The AMA's with Narrative Director Philip Huxley and Writer Rebecca Haigh


Philip Huxley, Narrative Director & Rebecca Haigh, Writer

Hello, each week leading up to the release of Dance of Death: Du Lac and Fey we have been hosting AMA (ask me anything) style discussions on the Salix Games Discord. We’ll be releasing them weekly for you to enjoy. If you would like to ask any question leave in the comments below or join our Discord and participate in the friendly discussion with the development team.

Where do you get your crazy ideas?
Philip Huxley (PH): In general, I have no idea. I try and read a lot and consume plenty of TV and movies, then let the whole lot percolate and hope something emerges.

Rebecca Haigh (RH): From everything. My husband is a graphic designer and we’re really into food, so I have to put up with his crazy ideas too. ‘What if we mixed this with that? Will it go? What if we tried this?’ We watch a lot of Netflix. That’s always good for inspiration. Our friends are also constantly creating, so we get ideas from them too.

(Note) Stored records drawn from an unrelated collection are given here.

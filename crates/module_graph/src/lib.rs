//! In-memory representation of one bundle's `__d(...)` registrations and the
//! dependency graph between them.

mod graph;
mod module;

pub use graph::{ModuleGraph, RegistrationDiagnostic};
pub use module::{FactoryParams, Module, TagParameters};
use module_graph::ModuleGraph;
use plugin_core::{DecompilerPlugin, ModuleCtx, PluginImpl};
use swc_ecma_ast::{Expr, ExprStmt, ModuleItem, Stmt};

/// Splits a statement-position comma (sequence) expression into one
/// statement per operand (§4.7 rule 6): `a(), b(), c;` becomes three
/// separate statements. Only fires when the whole statement is a bare
/// sequence expression - a sequence nested inside a larger expression
/// (e.g. a `for` loop's update clause) is left for the reader, since
/// splitting it there would change what the code evaluates to.
pub struct SequenceSplitDecompiler;

impl PluginImpl for SequenceSplitDecompiler {
    fn name(&self) -> &'static str {
        "sequence_split_decompiler"
    }

    fn priority(&self) -> i32 {
        -60
    }

    fn on_stmts(&self, _graph: &ModuleGraph, _ctx: &mut ModuleCtx<'_>, stmts: &mut Vec<Stmt>) -> bool {
        let mut mutated = false;
        let mut i = 0;
        while i < stmts.len() {
            match split_sequence_stmt(&stmts[i]) {
                Some(split) => {
                    let n = split.len();
                    stmts.splice(i..i + 1, split);
                    mutated = true;
                    i += n;
                }
                None => i += 1,
            }
        }
        mutated
    }

    fn on_module_items(
        &self,
        _graph: &ModuleGraph,
        _ctx: &mut ModuleCtx<'_>,
        items: &mut Vec<ModuleItem>,
    ) -> bool {
        let mut mutated = false;
        let mut i = 0;
        while i < items.len() {
            let ModuleItem::Stmt(stmt) = &items[i] else {
                i += 1;
                continue;
            };
            match split_sequence_stmt(stmt) {
                Some(split) => {
                    let n = split.len();
                    items.splice(i..i + 1, split.into_iter().map(ModuleItem::Stmt));
                    mutated = true;
                    i += n;
                }
                None => i += 1,
            }
        }
        mutated
    }
}

impl DecompilerPlugin for SequenceSplitDecompiler {}

fn split_sequence_stmt(stmt: &Stmt) -> Option<Vec<Stmt>> {
    let Stmt::Expr(expr_stmt) = stmt else {
        return None;
    };
    let Expr::Seq(seq) = &*expr_stmt.expr else {
        return None;
    };
    if seq.exprs.len() < 2 {
        return None;
    }
    Some(
        seq.exprs
            .iter()
            .map(|expr| {
                Stmt::Expr(ExprStmt {
                    span: expr_stmt.span,
                    expr: expr.clone(),
                })
            })
            .collect(),
    )
}
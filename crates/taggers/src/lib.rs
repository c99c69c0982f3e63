//! Concrete tagger plugins: NPM-module fingerprints, Babel-helper
//! fingerprints, React/lodash structural recognition, and Metro's own
//! ignore-classification.

mod fingerprints;
mod ignore_classification;
mod structural;

pub use fingerprints::BabelHelperFingerprintTagger;
pub use ignore_classification::{MetroInternalsTagger, ReexportBarrelTagger};
pub use structural::{LodashStructuralTagger, ReactStructuralTagger};

/// Registers the default tagger catalog, in priority order, onto a
/// registry builder. The fixed catalog is the "no dynamic plugin-loading"
/// design called for by §4.4: every tagger this implementation ships is
/// named here.
pub fn register(builder: plugin_core::PluginRegistryBuilder) -> plugin_core::PluginRegistryBuilder {
    builder
        .tagger(BabelHelperFingerprintTagger::new())
        .tagger(ReactStructuralTagger)
        .tagger(LodashStructuralTagger)
        .tagger(MetroInternalsTagger)
        .tagger(ReexportBarrelTagger)
}
use module_graph::ModuleGraph;
use plugin_core::{ModuleCtx, EditorPlugin, PluginImpl};
use swc_atoms::Atom;
use swc_ecma_ast::{Decl, Expr, Ident, ModuleItem, Stmt, VarDeclKind};
use swc_ecma_visit::{VisitMut, VisitMutWith};

/// Inlines the minified alias pattern `var _x = x; ...only uses of _x...`
/// by substituting `x` at every later read of `_x` within the same
/// statement list, then dropping the now-dead declaration.
///
/// Conservative by construction: it only fires when the declaration's
/// initializer is itself a bare identifier (a rename, not an arbitrary
/// expression), which is the only shape Metro's minifier produces for this
/// kind of alias.
pub struct TrivialAliasInlineEditor;

impl PluginImpl for TrivialAliasInlineEditor {
    fn name(&self) -> &'static str {
        "trivial_alias_inline_editor"
    }

    fn priority(&self) -> i32 {
        10
    }

    fn on_stmts(&self, _graph: &ModuleGraph, _ctx: &mut ModuleCtx<'_>, stmts: &mut Vec<Stmt>) -> bool {
        let mut mutated = false;
        let mut i = 0;
        while i < stmts.len() {
            let alias = trivial_alias_decl(&stmts[i]);
            let Some((alias_name, target_name)) = alias else {
                i += 1;
                continue;
            };

            let mut renamer = RenameIdent {
                from: alias_name.clone(),
                to: target_name,
                renamed: 0,
            };
            for stmt in &mut stmts[i + 1..] {
                stmt.visit_mut_with(&mut renamer);
            }

            if renamer.renamed > 0 {
                stmts.remove(i);
                mutated = true;
                // Don't advance `i`: the statement that slid into this
                // index might itself be another alias to inline.
            } else {
                i += 1;
            }
        }
        mutated
    }

    fn on_module_items(
        &self,
        _graph: &ModuleGraph,
        _ctx: &mut ModuleCtx<'_>,
        items: &mut Vec<ModuleItem>,
    ) -> bool {
        let mut mutated = false;
        let mut i = 0;
        while i < items.len() {
            let alias = match &items[i] {
                ModuleItem::Stmt(stmt) => trivial_alias_decl(stmt),
                _ => None,
            };
            let Some((alias_name, target_name)) = alias else {
                i += 1;
                continue;
            };

            let mut renamer = RenameIdent {
                from: alias_name.clone(),
                to: target_name,
                renamed: 0,
            };
            for item in &mut items[i + 1..] {
                item.visit_mut_with(&mut renamer);
            }

            if renamer.renamed > 0 {
                items.remove(i);
                mutated = true;
                // Don't advance `i`: the item that slid into this index
                // might itself be another alias to inline.
            } else {
                i += 1;
            }
        }
        mutated
    }
}

impl EditorPlugin for TrivialAliasInlineEditor {}

/// If `stmt` is `var _x = x;` (a single declarator, bare-identifier
/// initializer), returns `(_x, x)`. Anything else - multiple declarators,
/// a non-identifier initializer, no initializer - returns `None`.
fn trivial_alias_decl(stmt: &Stmt) -> Option<(Atom, Atom)> {
    let Stmt::Decl(Decl::Var(var_decl)) = stmt else {
        return None;
    };
    if var_decl.kind != VarDeclKind::Var {
        return None;
    }
    let [decl] = var_decl.decls.as_slice() else {
        return None;
    };
    let name = decl.name.as_ident()?.id.sym.clone();
    let init = decl.init.as_deref()?;
    let Expr::Ident(target) = init else {
        return None;
    };
    if target.sym == name {
        return None;
    }
    Some((name, target.sym.clone()))
}

struct RenameIdent {
    from: Atom,
    to: Atom,
    renamed: usize,
}

impl VisitMut for RenameIdent {
    fn visit_mut_ident(&mut self, ident: &mut Ident) {
        if ident.sym == self.from {
            ident.sym = self.to.clone();
            self.renamed += 1;
        }
    }
}

#[cfg(test)]
mod tests {
    use super::*;
    use bundle_ast::{parse_program, print_module};
    use plugin_core::{PluginRegistry, Router};
    use pretty_assertions::assert_eq;

    fn run_editor(src: &str) -> String {
        let (cm, comments, mut module) = parse_program(
            "bundle.js",
            &format!("__d(function(g,r,id,ia,m,e,d){{ {src} }}, 0);"),
        )
        .unwrap();
        let (mut graph, _errors) =
            module_graph::ModuleGraph::from_bundle(&mut module, &cm).unwrap();
        let registry = PluginRegistry::builder()
            .editor(TrivialAliasInlineEditor)
            .build();
        let router = Router::new(&registry);
        let mut m = graph.take(0).unwrap();
        router
            .run_pass(&graph, &mut m, plugin_core::PassKind::Editor)
            .unwrap();
        print_module(&cm, &m.module_code, Some(&comments)).unwrap()
    }

    #[test]
    fn inlines_single_use_alias() {
        let out = run_editor("var x = 1; var _x = x; foo(_x);");
        assert_eq!(out, "var x = 1;\nfoo(x);\n");
    }

    #[test]
    fn inlines_alias_used_more_than_once() {
        let out = run_editor("var x = 1; var _x = x; foo(_x); bar(_x);");
        assert_eq!(out, "var x = 1;\nfoo(x);\nbar(x);\n");
    }

    #[test]
    fn leaves_non_identifier_initializer_untouched() {
        let out = run_editor("var _x = foo(); bar(_x);");
        assert_eq!(out, "var _x = foo();\nbar(_x);\n");
    }

    #[test]
    fn leaves_unused_alias_untouched() {
        let out = run_editor("var x = 1; var _x = x;");
        assert_eq!(out, "var x = 1;\nvar _x = x;\n");
    }
}
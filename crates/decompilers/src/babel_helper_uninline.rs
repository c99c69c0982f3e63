use module_graph::ModuleGraph;
use plugin_core::{DecompilerPlugin, ModuleCtx, PluginImpl};
use swc_ecma_ast::{Ident, ImportSpecifier, ModuleDecl, ModuleItem};
use swc_ecma_visit::{VisitMut, VisitMutWith};

/// Renames the local binding of an already-recovered `@babel/runtime/helpers/*`
/// import to the helper's canonical name (§4.7 rule 4), so that call sites
/// read `_toConsumableArray(x)` rather than whatever single-letter alias the
/// minifier originally picked. Runs after [`crate::require_import`] has
/// turned the `require(dependencyMap[i])` call into a proper `import`
/// declaration; this pass only has to deal with already-recovered imports,
/// never the raw call shape.
pub struct BabelHelperUninlineDecompiler;

impl PluginImpl for BabelHelperUninlineDecompiler {
    fn name(&self) -> &'static str {
        "babel_helper_uninline_decompiler"
    }

    fn priority(&self) -> i32 {
        -80
    }

    fn on_module_items(
        &self,
        _graph: &ModuleGraph,
        _ctx: &mut ModuleCtx<'_>,
        items: &mut Vec<ModuleItem>,
    ) -> bool {
        let mut mutated = false;
        let renames: Vec<(swc_atoms::Atom, swc_atoms::Atom)> = items
            .iter()
            .filter_map(|item| {
                let ModuleItem::ModuleDecl(ModuleDecl::Import(import_decl)) = item else {
                    return None;
                };
                let helper_name = import_decl.src.value.strip_prefix("@babel/runtime/helpers/")?;
                let canonical: swc_atoms::Atom = format!("_{helper_name}").into();
                let local = default_or_namespace_local(&import_decl.specifiers)?;
                if local.sym == canonical {
                    return None;
                }
                Some((local.sym.clone(), canonical))
            })
            .collect();

        for (from, to) in renames {
            let mut renamer = RenameIdent {
                from: from.clone(),
                to: to.clone(),
                renamed: 0,
            };
            for item in items.iter_mut() {
                item.visit_mut_with(&mut renamer);
            }
            if renamer.renamed > 0 {
                mutated = true;
            }
        }
        mutated
    }
}

impl DecompilerPlugin for BabelHelperUninlineDecompiler {}

fn default_or_namespace_local(specifiers: &[ImportSpecifier]) -> Option<&Ident> {
    specifiers.iter().find_map(|spec| match spec {
        ImportSpecifier::Default(default_spec) => Some(&default_spec.local),
        ImportSpecifier::Namespace(ns_spec) => Some(&ns_spec.local),
        ImportSpecifier::Named(_) => None,
    })
}

struct RenameIdent {
    from: swc_atoms::Atom,
    to: swc_atoms::Atom,
    renamed: usize,
}

impl VisitMut for RenameIdent {
    fn visit_mut_ident(&mut self, ident: &mut Ident) {
        if ident.sym == self.from {
            ident.sym = self.to.clone();
            self.renamed += 1;
        }
    }
}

There’s always someone to bounce something off.

Marmite: yes, or no?
RH: Yes.

PH: Yes.

Which came first, ‘Victorian London’ or ‘Arthurian Legends’?
RH: In terms of my work on the game, I began very much in ‘Victorian London’. I had to brush up on my history knowledge in order to create characters and do them justice. It’s absolutely astonishing some of the things you learn – the things you never even considered. My favourite bits were about 19th century street food. Fascinating!

PH: We were toying with the idea of doing something with the Ripper and exploring the myths and falsehoods around that. Then it was a case of finding a way into that story. JJ was really keen to inject a fantasy element and that's how we stumbled upon Arthur.


⠀⠀⠀⠀⠀⠀⠀⠀⠀ Dance of Death: Du Lac & Fey Coming to PC (Steam) on April 5th

Without knowing the content of the game, of course, were you at all worried about perpetuating a kind of Ripper lionisation that some treatments tend to fall foul of? Did you make any efforts to centre the stories of the women he killed?
PH: That was very much a concern. But the more we explored the history of the case the more we discovered just how much had been distorted, which made us determined to try and present a different perspective. This is certainly where Mary comes into the story. Having her voice, and the other women's voices, in the game is a must!

RH: To add to what Phil has said, we made the stories of the working class the priority of ‘Dance of Death’. I love the quote that history is written by the victors, but it is also written by those who are able to pick up a pen. There are so many stories that have gone unheard simply because they have been lost to time.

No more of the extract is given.